Mais Ataya n’abandonne pas. À la fin du mois, elle organise un festival intitulé Al-Haya Al-Mahdoura (La vie interdite), avec des artistes palestiniens et étrangers. "Je veux ramener cette zone à la vie", dit-elle. "L’occupation israélienne essaie de briser notre lien émotionnel avec la terre et de nous déraciner. L’art peut nous ramener."

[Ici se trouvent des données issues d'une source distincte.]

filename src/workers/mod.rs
pub mod command_runner;
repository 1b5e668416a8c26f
use std::io::ErrorKind;
use std::path::PathBuf;
use async_trait::async_trait;
use serde_json::Value;
use tokio::fs;
use crate::errors::{SnippetError, SnippetResult};
use crate::services::document_stores::validate_segment;
use crate::traits::document_store::{DocumentStore, Fields};

/// One pretty-printed JSON file per document: `<root>/<collection>/<id>.json`.
pub struct FileDocumentStore {
    root: PathBuf,
}

impl FileDocumentStore {
    pub fn new(root: impl Into<PathBuf>) -> Self {
        Self { root: root.into() }
    }

    fn document_path(&self, collection: &str, document_id: &str) -> SnippetResult<PathBuf> {
        validate_segment("collection", collection)?;
        validate_segment("document_id", document_id)?;
        Ok(self.root.join(collection).join(format!("{document_id}.json")))
    }
}

#[async_trait]
impl DocumentStore for FileDocumentStore {
    async fn write(&self, collection: &str, document_id: &str, fields: Fields) -> SnippetResult<()> {
        let path = self.document_path(collection, document_id)?;
        let store_error = |e: std::io::Error| SnippetError::store_error(collection, document_id, "write", &e.to_string());

        if let Some(parent) = path.parent() {
            fs::create_dir_all(parent).await.map_err(store_error)?;
        }

        let content = serde_json::to_vec_pretty(&Value::Object(fields))?;
        fs::write(&path, content).await.map_err(store_error)?;
        log::debug!("💾 Wrote {}", path.display());
        Ok(())
    }

    async fn read(&self, collection: &str, document_id: &str) -> SnippetResult<Option<Fields>> {
        let path = self.document_path(collection, document_id)?;

        let content = match fs::read_to_string(&path).await {
            Ok(content) => content,
            Err(e) if e.kind() == ErrorKind::NotFound => return Ok(None),
            Err(e) => return Err(SnippetError::store_error(collection, document_id, "read", &e.to_string())),
        };

        match serde_json::from_str::<Value>(&content)? {
            Value::Object(fields) => Ok(Some(fields)),
            _ => Err(SnippetError::store_error(collection, document_id, "read", "document is not a JSON object")),
        }
    }
}
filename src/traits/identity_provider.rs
use async_trait::async_trait;
use tokio::sync::watch;
use crate::errors::SnippetResult;
use crate::structs::user_identity::{SignInRequest, UserIdentity};

/// Session source. Subscribers see every sign-in and sign-out.
#[async_trait]
pub trait IdentityProvider: Send + Sync {
    async fn sign_in(&self, request: SignInRequest) -> SnippetResult<UserIdentity>;

    async fn sign_out(&self) -> SnippetResult<()>;

    fn current_user(&self) -> Option<UserIdentity>;

    fn subscribe(&self) -> watch::Receiver<Option<UserIdentity>>;
}
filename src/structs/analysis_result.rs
use serde::{Deserialize, Deserializer, Serialize};
use serde_json::Value;

pub const ENDPOINT_ERROR_PREFIX: &str = "Error analyzing code:";
const UNPARSABLE_SUGGESTION: &str = "Unable to parse the analysis response";
const UNPARSABLE_EXPLANATION: &str = "Failed to parse the AI response. Please try again.";
const ENDPOINT_FAILURE_EXPLANATION: &str = "Analysis failed due to API error";

/// Structured analysis of one snippet.
///
/// Any JSON object deserializes: missing or null keys become empty values, a lone
/// string becomes a one-item list, and non-string scalars are stringified.
#[derive(Debug, Clone, Default, PartialEq, Eq, Serialize, Deserialize)]
pub struct AnalysisResult {
    #[serde(default, deserialize_with = "lenient_text")]
    pub explanation: String,
    #[serde(default, deserialize_with = "lenient_list")]
    pub suggestions: Vec<String>,
    #[serde(default, deserialize_with = "lenient_list")]
    pub improvements: Vec<String>,
    #[serde(default, deserialize_with = "lenient_list")]
    pub security: Vec<String>,
}

impl AnalysisResult {
    /// Fallback for a completion that carried no recoverable JSON.
    pub fn unparsable() -> Self {
        Self {
            explanation: UNPARSABLE_EXPLANATION.to_string(),
            suggestions: vec![UNPARSABLE_SUGGESTION.to_string()],
            improvements: Vec::new(),
            security: Vec::new(),
        }
    }

    /// Fallback for a rejected endpoint call.
    pub fn endpoint_failure(message: &str) -> Self {
        Self {
            explanation: ENDPOINT_FAILURE_EXPLANATION.to_string(),
            suggestions: vec![format!("{ENDPOINT_ERROR_PREFIX} {message}")],
            improvements: Vec::new(),
            security: Vec::new(),
        }
    }

    pub fn is_error(&self) -> bool {
        self.suggestions
            .first()
            .is_some_and(|first| first.starts_with(ENDPOINT_ERROR_PREFIX))
    }
}

fn scalar_text(value: Value) -> Option<String> {
    match value {
        Value::String(text) => Some(text),
        Value::Number(number) => Some(number.to_string()),
        Value::Bool(flag) => Some(flag.to_string()),
        Value::Null | Value::Array(_) | Value::Object(_) => None,
    }
}

fn lenient_text<'de, D>(deserializer: D) -> Result<String, D::Error>
where
    D: Deserializer<'de>,
{
    Ok(scalar_text(Value::deserialize(deserializer)?).unwrap_or_default())
}

// Nested arrays and objects inside a list are dropped.
fn lenient_list<'de, D>(deserializer: D) -> Result<Vec<String>, D::Error>
where
    D: Deserializer<'de>,
{
    Ok(match Value::deserialize(deserializer)? {
        Value::Array(items) => items.into_iter().filter_map(scalar_text).collect(),
        Value::Object(_) | Value::Null => Vec::new(),
        scalar => scalar_text(scalar).into_iter().collect(),
    })
}
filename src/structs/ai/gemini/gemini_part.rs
use serde::{Deserialize, Serialize};

#[derive(Debug, Serialize, Deserialize, Clone, PartialEq, Eq)]
pub struct GeminiPart {
    pub text: String,
}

Quand elle était petite, Ataya fréquentait la colline qui surplombe Kafr Ni’ma, qui s’étend sur les zones B et C de la Cisjordanie (sous contrôle israélien partiel et complet, respectivement), et qui est elle-même entourée d’autres collines. Aujourd’hui, Ataya a fait de son art un moyen de résister à l’armée et aux colons qui ont pris le contrôle de cette montagne.
"Le sommet du monde"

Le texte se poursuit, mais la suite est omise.